Spotlight

Yan-Jiun Chen
Yan-Jiun Chen is a graduate student working with Professor Jim Sethna studying non-equilibrium statistical physics, in particular, the scaling properties of crackling noise in magnets. As a magnet is magnetized, magnetic spins flip in avalanches of all different sizes, this is called the Barkhausen effect (or crackling noise). The properties of these avalanches exhibit self-similarity, and can be studied using powerful theoretical tools in the form of the renormalization group (RG). This means that studying these avalanches can tell us about other systems that exhibit similar behavior (or in statistical physics terms: belong to the same universality class).
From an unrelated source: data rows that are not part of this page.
//! WorkloadIdentity controller implementation
//!
//! [`converge`] drives one WorkloadIdentity toward its desired state:
//! fetch the intent, resolve its Provider, create the credential ConfigMap
//! if it is missing, then server-side apply the workload overlay when the
//! Deployment drifted from it. Every step is idempotent, so the engine is
//! safe to re-run on duplicate or out-of-order triggers.

use std::sync::Arc;
use std::time::Duration;

use kube::runtime::controller::Action;
use kube::{Client, Resource, ResourceExt};
use tracing::{debug, error, info, instrument, warn};

use super::client::{KubeClient, KubeClientImpl};
use crate::config::FederationConfig;
use crate::credentials;
use crate::crd::{
    Condition, ConditionStatus, Provider, WorkloadIdentity, WorkloadIdentityStatus,
    READY_CONDITION,
};
use crate::events::{EventPublisher, IdentityEvent, RecorderPublisher};
use crate::workload;
use crate::Error;

/// Requeue delay for retryable reconcile errors
const ERROR_REQUEUE: Duration = Duration::from_secs(5);

/// Controller name reported on Events
pub const CONTROLLER_NAME: &str = "wimount-controller";

/// Ready condition reasons
pub mod condition_reasons {
    /// Config generated and workload patched
    pub const CONVERGED: &str = "Converged";
    /// Referenced Provider does not exist yet
    pub const PROVIDER_NOT_FOUND: &str = "ProviderNotFound";
    /// Target Deployment does not exist yet
    pub const WORKLOAD_NOT_FOUND: &str = "WorkloadNotFound";
    /// Provider target is not supported
    pub const UNSUPPORTED_PROVIDER_TARGET: &str = "UnsupportedProviderTarget";
    /// Any other failure
    pub const RECONCILE_FAILED: &str = "ReconcileFailed";
}

/// Result of a single convergence attempt
#[derive(Clone, Debug, PartialEq, Eq)]
pub enum ReconcileOutcome {
    /// The WorkloadIdentity no longer exists
    IntentGone,
    /// The referenced Provider does not exist
    WaitingForProvider,
    /// The target Deployment does not exist
    WaitingForWorkload,
    /// Config and workload match the desired state
    Converged {
        /// The ConfigMap was created or filled in this attempt
        config_created: bool,
        /// The Deployment was patched in this attempt
        workload_patched: bool,
    },
}

impl ReconcileOutcome {
    /// Map the outcome to a controller action
    pub fn action(&self, retry_interval: Duration) -> Action {
        match self {
            Self::IntentGone | Self::Converged { .. } => Action::await_change(),
            Self::WaitingForProvider | Self::WaitingForWorkload => Action::requeue(retry_interval),
        }
    }
}

/// Controller context shared across reconciliations
pub struct Context {
    /// Cluster state accessor
    pub kube: Arc<dyn KubeClient>,
    /// Kubernetes Event publisher
    pub events: Arc<dyn EventPublisher>,
    /// Paths, names and timings
    pub config: FederationConfig,
}

impl Context {
    /// Create a builder for constructing a Context
    pub fn builder(client: Client) -> ContextBuilder {
        ContextBuilder::new(client)
    }

    /// Assemble a context from explicit parts
    pub fn from_parts(
        kube: Arc<dyn KubeClient>,
        events: Arc<dyn EventPublisher>,
        config: FederationConfig,
    ) -> Self {
        Self {
            kube,
            events,
            config,
        }
    }

    /// Create a context for testing with a mock client and no Events
    #[cfg(test)]
    pub fn for_testing(kube: Arc<dyn KubeClient>) -> Self {
        Self::from_parts(
            kube,
            Arc::new(crate::events::NoopEventPublisher),
            FederationConfig::default(),
        )
    }
}

/// Builder for constructing [`Context`] instances
///
/// ```ignore
/// let ctx = Context::builder(client)
///     .config(FederationConfig::default().with_field_manager("wimount"))
///     .build();
/// ```
pub struct ContextBuilder {
    client: Client,
    kube: Option<Arc<dyn KubeClient>>,
    events: Option<Arc<dyn EventPublisher>>,
    config: FederationConfig,
}

impl ContextBuilder {
    fn new(client: Client) -> Self {
        Self {
            client,
            kube: None,
            events: None,
            config: FederationConfig::default(),
        }
    }

    /// Set the federation config
    pub fn config(mut self, config: FederationConfig) -> Self {
        self.config = config;
        self
    }

    /// Override the Kubernetes client
    pub fn kube_client(mut self, kube: Arc<dyn KubeClient>) -> Self {
        self.kube = Some(kube);
        self
    }

    /// Override the Event publisher
    pub fn event_publisher(mut self, events: Arc<dyn EventPublisher>) -> Self {
        self.events = Some(events);
        self
    }

    /// Build the Context
    pub fn build(self) -> Context {
        Context {
            kube: self
                .kube
                .unwrap_or_else(|| Arc::new(KubeClientImpl::new(self.client.clone()))),
            events: self.events.unwrap_or_else(|| {
                Arc::new(RecorderPublisher::new(self.client.clone(), CONTROLLER_NAME))
            }),
            config: self.config,
        }
    }
}

/// Reconcile a WorkloadIdentity
///
/// Adapter between the kube-runtime controller and [`converge`]: the
/// outcome becomes an [`Action`], errors go to [`error_policy`].
#[instrument(skip(identity, ctx), fields(identity = %identity.name_any()))]
pub async fn reconcile(identity: Arc<WorkloadIdentity>, ctx: Arc<Context>) -> Result<Action, Error> {
    let namespace = identity
        .namespace()
        .ok_or_else(|| Error::internal("WorkloadIdentity has no namespace"))?;
    let outcome = converge(&namespace, &identity.name_any(), &ctx).await?;
    debug!(?outcome, "reconcile finished");
    Ok(outcome.action(ctx.config.retry_interval))
}

/// Requeue retryable errors shortly; wait for a spec change otherwise
pub fn error_policy(identity: Arc<WorkloadIdentity>, error: &Error, _ctx: Arc<Context>) -> Action {
    if error.is_retryable() {
        error!(
            %error,
            identity = %identity.name_any(),
            "reconciliation failed, retrying"
        );
        Action::requeue(ERROR_REQUEUE)
    } else {
        warn!(
            %error,
            identity = %identity.name_any(),
            "reconciliation failed, waiting for a change"
        );
        Action::await_change()
    }
}

/// Run one convergence attempt for the WorkloadIdentity `namespace/name`.
///
/// Records the outcome as the Ready condition unless the intent is gone.
pub async fn converge(
    namespace: &str,
    name: &str,
    ctx: &Context,
) -> Result<ReconcileOutcome, Error> {
    let Some(identity) = ctx.kube.get_workload_identity(namespace, name).await? else {
        debug!(namespace, name, "WorkloadIdentity is gone");
        return Ok(ReconcileOutcome::IntentGone);
    };

    let result = converge_identity(&identity, ctx).await;

    match &result {
        Ok(outcome) => report_status(&identity, Ok(outcome), ctx).await?,
        Err(e) => {
            if matches!(e, Error::UnsupportedProviderTarget { .. }) {
                let event = IdentityEvent::UnsupportedProviderTarget {
                    message: e.to_string(),
                };
                ctx.events.publish(&identity, event).await;
            }
            if let Err(status_err) = report_status(&identity, Err(e), ctx).await {
                warn!(error = %status_err, "failed to record failure on status");
            }
        }
    }

    result
}

async fn converge_identity(
    identity: &WorkloadIdentity,
    ctx: &Context,
) -> Result<ReconcileOutcome, Error> {
    identity.spec.validate()?;
    let namespace = identity.namespace().unwrap_or_default();

    let (provider_ns, provider_name) = identity.provider_key();
    let Some(provider) = ctx.kube.get_provider(&provider_ns, &provider_name).await? else {
        info!(
            provider = %format!("{provider_ns}/{provider_name}"),
            retry_in = ?ctx.config.retry_interval,
            "Provider not found, retrying later"
        );
        return Ok(ReconcileOutcome::WaitingForProvider);
    };
    provider.spec.validate()?;

    let config_created = reconcile_config(identity, &provider, ctx).await?;

    let deployment_name = &identity.spec.deployment;
    let Some(deployment) = ctx.kube.get_deployment(&namespace, deployment_name).await? else {
        info!(
            deployment = %deployment_name,
            retry_in = ?ctx.config.retry_interval,
            "Deployment not found, retrying later"
        );
        return Ok(ReconcileOutcome::WaitingForWorkload);
    };

    let workload_patched = reconcile_workload(identity, &provider, &deployment, ctx).await?;

    Ok(ReconcileOutcome::Converged {
        config_created,
        workload_patched,
    })
}

/// Create the credential ConfigMap if it is missing or empty.
///
/// Existing content is never rewritten.
async fn reconcile_config(
    identity: &WorkloadIdentity,
    provider: &Provider,
    ctx: &Context,
) -> Result<bool, Error> {
    let namespace = identity.namespace().unwrap_or_default();
    let name = identity.config_map_name();

    let existing = ctx.kube.get_config_map(&namespace, &name).await?;
    if existing
        .as_ref()
        .and_then(|cm| cm.data.as_ref())
        .is_some_and(|data| !data.is_empty())
    {
        debug!(config_map = %name, "credential config already present");
        return Ok(false);
    }

    let generated = credentials::generate(provider, identity, &ctx.config)?;

    let written = if existing.is_some() {
        ctx.kube
            .fill_config_map(&namespace, &name, &generated.data())
            .await?;
        true
    } else {
        ctx.kube
            .create_config_map(&generated.to_config_map())
            .await?
    };

    if written {
        info!(config_map = %name, "generated credential config");
        let event = IdentityEvent::ConfigGenerated { config_map: name };
        ctx.events.publish(identity, event).await;
    }
    Ok(written)
}

/// Apply the overlay when the live pod template drifted from it.
async fn reconcile_workload(
    identity: &WorkloadIdentity,
    provider: &Provider,
    deployment: &k8s_openapi::api::apps::v1::Deployment,
    ctx: &Context,
) -> Result<bool, Error> {
    let namespace = identity.namespace().unwrap_or_default();
    let deployment_name = &identity.spec.deployment;
    let template = deployment
        .spec
        .as_ref()
        .map(|s| s.template.clone())
        .unwrap_or_default();

    let overlay = workload::plan(
        &template,
        provider,
        identity,
        &identity.config_map_name(),
        &ctx.config,
    )?;

    if overlay.is_applied_to(&template) {
        debug!(deployment = %deployment_name, "workload already converged");
        return Ok(false);
    }

    ctx.kube
        .apply_workload_overlay(
            &namespace,
            deployment_name,
            &overlay,
            &ctx.config.field_manager,
        )
        .await?;

    info!(
        deployment = %deployment_name,
        containers = overlay.containers.len(),
        "patched workload pod template"
    );
    let event = IdentityEvent::WorkloadPatched {
        deployment: deployment_name.clone(),
    };
    ctx.events.publish(identity, event).await;
    Ok(true)
}

fn ready_condition(
    identity: &WorkloadIdentity,
    result: Result<&ReconcileOutcome, &Error>,
) -> Option<Condition> {
    let (status, reason, message) = match result {
        Ok(ReconcileOutcome::IntentGone) => return None,
        Ok(ReconcileOutcome::Converged { .. }) => (
            ConditionStatus::True,
            condition_reasons::CONVERGED,
            format!(
                "Credentials mounted into Deployment {}",
                identity.spec.deployment
            ),
        ),
        Ok(ReconcileOutcome::WaitingForProvider) => {
            let (ns, name) = identity.provider_key();
            (
                ConditionStatus::False,
                condition_reasons::PROVIDER_NOT_FOUND,
                format!("Provider {ns}/{name} not found"),
            )
        }
        Ok(ReconcileOutcome::WaitingForWorkload) => (
            ConditionStatus::False,
            condition_reasons::WORKLOAD_NOT_FOUND,
            format!("Deployment {} not found", identity.spec.deployment),
        ),
        Err(e) if matches!(e, Error::UnsupportedProviderTarget { .. }) => (
            ConditionStatus::False,
            condition_reasons::UNSUPPORTED_PROVIDER_TARGET,
            e.to_string(),
        ),
        Err(e) => (
            ConditionStatus::False,
            condition_reasons::RECONCILE_FAILED,
            e.to_string(),
        ),
    };
    Some(Condition::new(READY_CONDITION, status, reason, message))
}

/// Write the Ready condition when it differs from the current one
async fn report_status(
    identity: &WorkloadIdentity,
    result: Result<&ReconcileOutcome, &Error>,
    ctx: &Context,
) -> Result<(), Error> {
    let Some(condition) = ready_condition(identity, result) else {
        return Ok(());
    };

    let generation = identity.meta().generation;
    let unchanged = identity
        .ready_condition()
        .is_some_and(|current| current.same_state(&condition))
        && identity
            .status
            .as_ref()
            .is_some_and(|s| s.observed_generation == generation);
    if unchanged {
        return Ok(());
    }

    let status = identity
        .status
        .clone()
        .unwrap_or_default()
        .condition(condition)
        .observed_generation(generation);

    ctx.kube
        .patch_identity_status(
            &identity.namespace().unwrap_or_default(),
            &identity.name_any(),
            &status,
        )
        .await
}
"Recent advances in optical imaging techniques have made more information about these avalanches available. We have a collaborator that has new data on the spatial structure of avalanches in 2D. To facilitate merging experiment with theory, we've developed software named SloppyScaling. Just input your theory functions, and it automatically fits the theory to any data you give it", Yan-Jiun says. "This software is cool because it can also be applied to a wide range of problems in statistical physics, not just magnetic avalanches, and it is flexible enough so that this is an easy task"
With this tool, they have also been exploring simulation data from different models, some of which describe magnetic avalanches. They have discovered interesting questions about the behavior of these different models, and are working to come up with the right theoretical framework to tie these all together.